I'd suggest giving the situation a little while to level out. The corys are new to the tank. They need to learn the routine. Additionally, the other fish are very curious about them. You have also added a new food source which seems to interest the original fish. Kitten penang mentions a good idea. I put the cory food in first, then the flake food that the other fish prefer. I've had my corys for a while and they always get their fair share.


----------



## trapperwolves (Sep 11, 2011)

I have the same problem. What I do is I drop in small amounts of flake food in one corner to keep the fish eating at water level. I always use the same side or corner of the tank to do this. I then take flake food on 10" tweezers and drop the food as close to the substrate as possible so it will sink quickly on the opposite side of the tank. My cories have become conditioned to head for the opposite side of the tank when the feeding frenzy of the other fish start. As long as I keep putting in a little bit of flakes for the other fish that will keep them distracted at water level long enough to let the cories eat.

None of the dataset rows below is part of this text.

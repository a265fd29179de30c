use std::{collections::BTreeMap, env, path::Path};

use colored::Colorize;
use serde::Serialize;
use uuid::Uuid;
use zbb_config::Config;
use zbb_core::MonthInitReport;
use zbb_domain::{
    BudgetSummary, Category, LedgerSnapshot, MonthId, Money, MonthlyBudget, MonthlyBudgetView,
    SafeToSpend, UserId,
};

use crate::BudgetError;

const NAME_WIDTH: usize = 24;
const AMOUNT_WIDTH: usize = 12;

/// Disables ANSI colors when `NO_COLOR` is set or the config turns them off.
pub fn configure_colors(config: &Config) {
    if env::var_os("NO_COLOR").is_some() || !config.ui_color_enabled {
        colored::control::set_override(false);
    }
}

pub fn print_json<T: Serialize + ?Sized>(value: &T) -> Result<(), BudgetError> {
    println!("{}", serde_json::to_string_pretty(value)?);
    Ok(())
}

/// Right-aligned amount; negatives in red.
fn amount_cell(amount: Money) -> String {
    let text = format!("{:>width$}", amount.to_string(), width = AMOUNT_WIDTH);
    if amount.is_negative() {
        text.red().to_string()
    } else {
        text
    }
}

fn name_cell(name: &str) -> String {
    let mut cell: String = name.chars().take(NAME_WIDTH).collect();
    let pad = NAME_WIDTH.saturating_sub(cell.chars().count());
    cell.extend(std::iter::repeat(' ').take(pad));
    cell
}

/// Labelled total followed by the configured currency code.
fn total_line(label: &str, amount: Money, currency: &str) -> String {
    format!("{} {} {currency}", name_cell(label), amount_cell(amount))
}

fn section(title: &str) {
    println!("{}", format!("=== {title} ===").bold());
}

pub fn render_month_view(views: &[MonthlyBudgetView]) -> Vec<String> {
    let mut lines = vec![format!(
        "{} {:<8} {:<10} {:>w$} {:>w$} {:>w$} {:>w$}",
        name_cell("Category"),
        "Kind",
        "Rollover",
        "Start",
        "Assigned",
        "Activity",
        "Available",
        w = AMOUNT_WIDTH
    )];
    for view in views {
        let strategy = if view.is_income() {
            "-".to_string()
        } else {
            view.rollover_strategy.to_string()
        };
        lines.push(format!(
            "{} {:<8} {:<10} {} {} {} {}",
            name_cell(&view.category_name),
            view.kind.to_string(),
            strategy,
            amount_cell(view.start_balance),
            amount_cell(view.assigned_amount),
            amount_cell(view.activity),
            amount_cell(view.available),
        ));
    }
    lines
}

pub fn print_month_view(month: &str, views: &[MonthlyBudgetView]) {
    section(&format!("Budget {month}"));
    if views.is_empty() {
        println!("No active categories.");
        return;
    }
    for line in render_month_view(views) {
        println!("{line}");
    }
}

pub fn print_summary(summary: &BudgetSummary, currency: &str) {
    section(&format!("Summary {}", summary.month));
    let rows = [
        ("Income", summary.total_income),
        ("Leftover from reset", summary.leftover_from_reset),
        ("Assigned", summary.total_assigned),
        ("Activity", summary.total_activity),
        ("Available", summary.total_available),
        ("Overspent", summary.overspent),
    ];
    for (label, amount) in rows {
        println!("{} {}", name_cell(label), amount_cell(amount));
    }
    let tbb = total_line("To Be Budgeted", summary.to_be_budgeted, currency);
    println!("{}", tbb.bold());
    if summary.is_over_assigned() {
        println!("{}", "More money assigned than available.".yellow());
    }
}

pub fn print_init_report(month: MonthId, report: &MonthInitReport) {
    println!("Initialized {month}: {} row(s) created.", report.created);
    if !report.failed.is_empty() {
        println!(
            "{}",
            format!("{} categories could not be initialized.", report.failed.len()).yellow()
        );
    }
}

pub fn print_assignment(row: &MonthlyBudget) {
    println!(
        "Assigned {} to {} in {} (start balance {}).",
        row.assigned_amount, row.category_id, row.month, row.start_balance
    );
}

pub fn print_suggestions(month: &str, categories: &[Category], suggestions: &BTreeMap<Uuid, Money>) {
    section(&format!("Suggestions {month}"));
    let mut shown = 0;
    for category in categories {
        if let Some(amount) = suggestions.get(&category.id) {
            println!("{} {}", name_cell(&category.name), amount_cell(*amount));
            shown += 1;
        }
    }
    if shown == 0 {
        println!("No suggestions.");
    }
}

pub fn print_safe_to_spend(result: &SafeToSpend, currency: &str) {
    section("Safe to spend");
    println!("{} {}", name_cell("Liquid"), amount_cell(result.total_liquid));
    println!("{} {}", name_cell("Pending bills"), amount_cell(result.pending_bills));
    println!(
        "{} {}",
        name_cell("Sinking funds"),
        amount_cell(result.sinking_contributions)
    );
    let line = total_line("Safe to spend", result.safe_to_spend, currency);
    println!("{}", line.bold());
}

pub fn print_categories(categories: &[Category]) {
    section("Categories");
    if categories.is_empty() {
        println!("No active categories.");
        return;
    }
    for category in categories {
        let target = category
            .target_amount
            .map(|amount| amount.to_string())
            .unwrap_or_else(|| "-".into());
        let due = category
            .due_date
            .map(|date| date.to_string())
            .unwrap_or_else(|| "-".into());
        println!(
            "{} {} {:<8} {:>w$} {}",
            category.id,
            name_cell(&category.name),
            category.kind.to_string(),
            target,
            due,
            w = AMOUNT_WIDTH
        );
    }
}

pub fn print_import(user: &UserId, path: &Path, snapshot: &LedgerSnapshot) {
    println!(
        "Imported {} categories, {} transactions, {} accounts and {} budget rows for {user} from {}.",
        snapshot.categories.len(),
        snapshot.transactions.len(),
        snapshot.accounts.len(),
        snapshot.budget_rows.len(),
        path.display()
    );
}

#[cfg(test)]
mod tests {
    use super::*;
    use zbb_domain::{CategoryKind, RolloverStrategy};

    #[test]
    fn name_cell_pads_and_truncates() {
        assert_eq!(name_cell("Rent").len(), NAME_WIDTH);
        assert_eq!(name_cell(&"x".repeat(40)).len(), NAME_WIDTH);
    }

    #[test]
    fn totals_carry_the_currency_code() {
        colored::control::set_override(false);
        let line = total_line("To Be Budgeted", Money::parse("250.00").unwrap(), "EUR");
        assert!(line.starts_with("To Be Budgeted"));
        assert!(line.ends_with("250.00 EUR"));
    }

    #[test]
    fn month_view_renders_one_line_per_category() {
        colored::control::set_override(false);
        let month = MonthId::parse("2024-02").unwrap();
        let category = Category::new("Groceries", CategoryKind::Variable)
            .with_strategy(RolloverStrategy::Accumulate);
        let view = MonthlyBudgetView::compute(
            &category,
            month,
            None,
            Money::parse("-50.00").unwrap(),
            Money::ZERO,
        );
        let lines = render_month_view(&[view]);
        assert_eq!(lines.len(), 2);
        assert!(lines[1].starts_with("Groceries"));
        assert!(lines[1].contains("ACCUMULATE"));
        assert!(lines[1].contains("-50.00"));
    }
}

I only put in wafers or food specifically designed for cories after dark and I rarely do this as they get plenty to eat using this method.

Hope this helps


----------



## kitten_penang (Mar 26, 2008)

or you could try the straw method.it get's the food to the bottom of the tank in no time and most fish stay away from forgein objects in the tank after a while the straw will be the dinner bell for the corries and the others wouldn't know what's going on.i did that when i kept discus.


----------



## Sswiger74 (Oct 24, 2021)

What is the straw method?
I have tried everything even feeding them in the dark and my fish are pigs and eats the Cory's food.


----------